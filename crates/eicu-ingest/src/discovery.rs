//! File discovery for pipeline artifacts.

use std::path::{Path, PathBuf};

use crate::error::{IngestError, Result};

/// Lists the files in `dir` whose extension matches `extension`
/// (case-insensitive).
///
/// Returns files sorted by filename.
pub fn list_files_with_extension(dir: &Path, extension: &str) -> Result<Vec<PathBuf>> {
    if !dir.is_dir() {
        return Err(IngestError::DirectoryNotFound {
            path: dir.to_path_buf(),
        });
    }

    let mut files = Vec::new();

    let entries = std::fs::read_dir(dir).map_err(|e| IngestError::DirectoryRead {
        path: dir.to_path_buf(),
        source: e,
    })?;

    for entry_result in entries {
        let entry = entry_result.map_err(|e| IngestError::DirectoryRead {
            path: dir.to_path_buf(),
            source: e,
        })?;

        let path = entry.path();

        // Skip directories
        if !path.is_file() {
            continue;
        }

        let matches = path
            .extension()
            .and_then(|ext| ext.to_str())
            .is_some_and(|ext| ext.eq_ignore_ascii_case(extension));

        if matches {
            files.push(path);
        }
    }

    files.sort_by(|a, b| a.file_name().cmp(&b.file_name()));

    Ok(files)
}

•••••

▸ EXERCISE OBJECTIVE
All of the records above are to be repeated exactly.

▸ COMPLETED EXERCISE
filename crates/eicu-ingest/src/discovery.rs
//! File discovery for pipeline artifacts.

use std::path::{Path, PathBuf};

use crate::error::{IngestError, Result};

/// Lists the files in `dir` whose extension matches `extension`
/// (case-insensitive).
///
/// Returns files sorted by filename.
pub fn list_files_with_extension(dir: &Path, extension: &str) -> Result<Vec<PathBuf>> {
    if !dir.is_dir() {
        return Err(IngestError::DirectoryNotFound {
            path: dir.to_path_buf(),
        });
    }

    let mut files = Vec::new();

    let entries = std::fs::read_dir(dir).map_err(|e| IngestError::DirectoryRead {
        path: dir.to_path_buf(),
        source: e,
    })?;

    for entry_result in entries {
        let entry = entry_result.map_err(|e| IngestError::DirectoryRead {
            path: dir.to_path_buf(),
            source: e,
        })?;

        let path = entry.path();

        // Skip directories
        if !path.is_file() {
            continue;
        }

        let matches = path
            .extension()
            .and_then(|ext| ext.to_str())
            .is_some_and(|ext| ext.eq_ignore_ascii_case(extension));

        if matches {
            files.push(path);
        }
    }

    files.sort_by(|a, b| a.file_name().cmp(&b.file_name()));

    Ok(files)
}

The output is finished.